His point about young people's interest in "technolgy" is interesting. I'm taking a Foundations of Electronic Media course right now, and at the beginning of the semester we had a discussion about new media, from TiVo to YouTube to MySpace. At no point were the phrases "social networking", "viral marketing", or "blog" ever uttered, while social bookmarking seemed compeltely off everyone's radar. Any mention of folksonomy would likely have gotten stares of hopeless confusion. And I'm talking about a room full of upperclass Communications majors here.

I often can't help but think that a *lot* of new media hype is just that.

kim

If this kind of thing interests you, Guy Kowasaki has a recording posted of a panel discussion between VC's and a group of silicon valley teens. Similarly surprising results.

My fav example being Messenger (with 12 windows open at once) and myspace being the main vehicles for communication. "Email only contains things from parents and school, therefore it's bad. If I ignore it, it's not there".

Check it out here:
(checks website)
Holy cow!
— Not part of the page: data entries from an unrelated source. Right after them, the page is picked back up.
use std::fmt::Write as _;

use quick_xml::escape::escape;
use quick_xml::events::{BytesEnd, BytesStart, Event};
use quick_xml::{Reader, Writer};
use zoo_report_model::{CellRef, Range};

use crate::cell::{CellContent, OutputCell};
use crate::render::{OutputRow, OutputSheet};
use crate::shared_strings::SharedStringsBuilder;

use super::WriteError;

/// Elements that come after `<mergeCells>` in the SpreadsheetML schema.
fn insert_before_tag(name: &[u8]) -> bool {
    matches!(
        name,
        b"phoneticPr"
            | b"conditionalFormatting"
            | b"dataValidations"
            | b"hyperlinks"
            | b"printOptions"
            | b"pageMargins"
            | b"pageSetup"
            | b"headerFooter"
            | b"rowBreaks"
            | b"colBreaks"
            | b"customProperties"
            | b"cellWatches"
            | b"ignoredErrors"
            | b"smartTags"
            | b"drawing"
            | b"drawingHF"
            | b"picture"
            | b"oleObjects"
            | b"controls"
            | b"webPublishItems"
            | b"tableParts"
            | b"extLst"
    )
}

pub(super) fn prefixed_tag(prefix: Option<&str>, local: &str) -> String {
    match prefix {
        Some(prefix) => format!("{prefix}:{local}"),
        None => local.to_string(),
    }
}

pub(super) fn element_prefix(qname: &[u8]) -> Option<String> {
    let qname = std::str::from_utf8(qname).ok()?;
    qname.split_once(':').map(|(prefix, _)| prefix.to_string())
}

/// Fill a template skeleton with an output sheet's rows, dimension and merges.
///
/// Only the first sheet of a workbook keeps `sheetView/@tabSelected`.
pub(super) fn write_worksheet_xml(
    skeleton: &str,
    sheet: &OutputSheet,
    selected: bool,
    shared_strings: &mut SharedStringsBuilder,
) -> Result<Vec<u8>, WriteError> {
    let mut reader = Reader::from_str(skeleton);
    reader.config_mut().trim_text(false);
    let mut writer = Writer::new(Vec::with_capacity(skeleton.len() + sheet.rows().len() * 64));
    let mut buf = Vec::new();

    let mut prefix: Option<String> = None;
    let mut depth = 0usize;
    let mut skip_depth = 0usize;
    let mut wrote_dimension = false;
    let mut wrote_merges = sheet.merges().is_empty();

    loop {
        let event = reader.read_event_into(&mut buf)?;
        match event {
            Event::Eof => break,
            _ if skip_depth > 0 => match event {
                Event::Start(_) => skip_depth += 1,
                Event::End(_) => skip_depth -= 1,
                _ => {}
            },
            Event::Start(ref e) if depth == 0 && e.local_name().as_ref() == b"worksheet" => {
                prefix = element_prefix(e.name().as_ref());
                depth = 1;
                writer.write_event(Event::Start(e.to_owned()))?;
            }
            Event::Start(ref e) | Event::Empty(ref e) if depth == 1 => {
                let local = e.local_name();
                let local = local.as_ref();
                if !wrote_dimension && local != b"sheetPr" {
                    write_dimension(&mut writer, sheet, prefix.as_deref())?;
                    wrote_dimension = true;
                }
                if !wrote_merges && insert_before_tag(local) {
                    write_merge_cells(&mut writer, sheet.merges(), prefix.as_deref())?;
                    wrote_merges = true;
                }

                let is_start = matches!(event, Event::Start(_));
                if local == b"sheetData" {
                    write_sheet_data(&mut writer, sheet, prefix.as_deref(), shared_strings)?;
                    if is_start {
                        skip_depth = 1;
                    }
                } else {
                    writer.write_event(event.to_owned())?;
                    if is_start {
                        depth += 1;
                    }
                }
            }
            Event::Start(ref e) | Event::Empty(ref e)
                if !selected && e.local_name().as_ref() == b"sheetView" =>
            {
                let view = without_attribute(e, b"tabSelected")?;
                if matches!(event, Event::Start(_)) {
                    depth += 1;
                    writer.write_event(Event::Start(view))?;
                } else {
                    writer.write_event(Event::Empty(view))?;
                }
            }
            Event::Start(ref e) => {
                depth += 1;
                writer.write_event(Event::Start(e.to_owned()))?;
            }
            Event::End(ref e) => {
                if depth == 1 {
                    if !wrote_dimension {
                        write_dimension(&mut writer, sheet, prefix.as_deref())?;
                        wrote_dimension = true;
                    }
                    if !wrote_merges {
                        write_merge_cells(&mut writer, sheet.merges(), prefix.as_deref())?;
                        wrote_merges = true;
                    }
                }
                depth = depth.saturating_sub(1);
                writer.write_event(Event::End(e.to_owned()))?;
            }
            other => writer.write_event(other.into_owned())?,
        }
        buf.clear();
    }

    Ok(writer.into_inner())
}

fn without_attribute(e: &BytesStart<'_>, key: &[u8]) -> Result<BytesStart<'static>, WriteError> {
    let name = String::from_utf8(e.name().as_ref().to_vec())?;
    let mut out = BytesStart::new(name);
    for attr in e.attributes() {
        let attr = attr?;
        if attr.key.as_ref() != key {
            out.push_attribute(attr);
        }
    }
    Ok(out.into_owned())
}

fn write_dimension(
    writer: &mut Writer<Vec<u8>>,
    sheet: &OutputSheet,
    prefix: Option<&str>,
) -> Result<(), WriteError> {
    let reference = match sheet.used_range() {
        Some(range) if range.is_single_cell() => range.start.to_a1(),
        Some(range) => range.to_string(),
        None => "A1".to_string(),
    };
    let tag = prefixed_tag(prefix, "dimension");
    let mut dimension = BytesStart::new(tag.as_str());
    dimension.push_attribute(("ref", reference.as_str()));
    writer.write_event(Event::Empty(dimension))?;
    Ok(())
}

fn write_merge_cells(
    writer: &mut Writer<Vec<u8>>,
    merges: &[Range],
    prefix: Option<&str>,
) -> Result<(), WriteError> {
    if merges.is_empty() {
        return Ok(());
    }
    let merge_cells_tag = prefixed_tag(prefix, "mergeCells");
    let merge_cell_tag = prefixed_tag(prefix, "mergeCell");
    let count = merges.len().to_string();
    let mut start = BytesStart::new(merge_cells_tag.as_str());
    start.push_attribute(("count", count.as_str()));
    writer.write_event(Event::Start(start))?;

    for merge in merges {
        let range = merge.to_string();
        let mut elem = BytesStart::new(merge_cell_tag.as_str());
        elem.push_attribute(("ref", range.as_str()));
        writer.write_event(Event::Empty(elem))?;
    }

    writer.write_event(Event::End(BytesEnd::new(merge_cells_tag.as_str())))?;
    Ok(())
}

fn write_sheet_data(
    writer: &mut Writer<Vec<u8>>,
    sheet: &OutputSheet,
    prefix: Option<&str>,
    shared_strings: &mut SharedStringsBuilder,
) -> Result<(), WriteError> {
    let sheet_data = prefixed_tag(prefix, "sheetData");
    if sheet.rows().is_empty() {
        writer.get_mut().extend_from_slice(format!("<{sheet_data}/>").as_bytes());
        return Ok(());
    }

    let row_tag = prefixed_tag(prefix, "row");
    let mut out = String::new();
    let _ = write!(out, "<{sheet_data}>");
    for (row_idx, row) in sheet.rows() {
        write_row(&mut out, &row_tag, prefix, *row_idx, row, shared_strings);
    }
    let _ = write!(out, "</{sheet_data}>");
    writer.get_mut().extend_from_slice(out.as_bytes());
    Ok(())
}

fn write_row(
    out: &mut String,
    row_tag: &str,
    prefix: Option<&str>,
    row_idx: u32,
    row: &OutputRow,
    shared_strings: &mut SharedStringsBuilder,
) {
    let _ = write!(out, r#"<{row_tag} r="{}""#, row_idx + 1);
    for (key, value) in &row.attrs {
        let _ = write!(out, r#" {key}="{}""#, escape(value.as_str()));
    }

    let cells: Vec<(&u32, &OutputCell)> = row
        .cells
        .iter()
        .filter(|(_, cell)| cell.style.is_some() || !cell.content.is_empty())
        .collect();
    if cells.is_empty() {
        out.push_str("/>");
        return;
    }
    out.push('>');

    let cell_tag = prefixed_tag(prefix, "c");
    let value_tag = prefixed_tag(prefix, "v");
    let formula_tag = prefixed_tag(prefix, "f");
    for (col, cell) in cells {
        let at = CellRef::new(row_idx, *col);
        let _ = write!(out, r#"<{cell_tag} r="{}""#, at.to_a1());
        if let Some(style) = cell.style {
            let _ = write!(out, r#" s="{style}""#);
        }

        let value = match &cell.content {
            CellContent::Empty => {
                out.push_str("/>");
                continue;
            }
            CellContent::Text(text) => {
                out.push_str(r#" t="s""#);
                shared_strings.intern(text).to_string()
            }
            CellContent::Number(n) => n.to_string(),
            CellContent::Bool(b) => {
                out.push_str(r#" t="b""#);
                String::from(if *b { "1" } else { "0" })
            }
            CellContent::Error(err) => {
                out.push_str(r#" t="e""#);
                escape(err.as_str()).into_owned()
            }
            CellContent::Date(date) => {
                out.push_str(r#" t="d""#);
                escape(date.as_str()).into_owned()
            }
            CellContent::Formula { text, array_ref } => {
                // No cached value; the workbook is flagged for a full recalculation on load.
                match array_ref {
                    Some(range) => {
                        let _ = write!(out, r#"><{formula_tag} t="array" ref="{range}">"#);
                    }
                    None => {
                        let _ = write!(out, "><{formula_tag}>");
                    }
                }
                let _ = write!(
                    out,
                    "{}</{formula_tag}></{cell_tag}>",
                    escape(text.as_str())
                );
                continue;
            }
        };
        let _ = write!(out, "><{value_tag}>{value}</{value_tag}></{cell_tag}>");
    }
    let _ = write!(out, "</{row_tag}>");
}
He just posted the video recording of it!
http://blog.guykawasaki.com/2006/09/is_advertising_.html

Rod Oracheski

All the talk of branching out is interesting, but if they really want to "re-energize the brand" for MTV, they should try playing music on MTV from time to time.

greg.org

huh? doesn't he miss the whole point with his "uploading it to tv" comment? I'd guess the same generational shift that doesn't see "tech" as "tech" doesn't see "tv" as "TV" anymore, either.

The broadcast/distribution advantage of MTV is rapidly diminishing as more people turn to other channels for their fame fix. This guy sounds asleep at the wheel.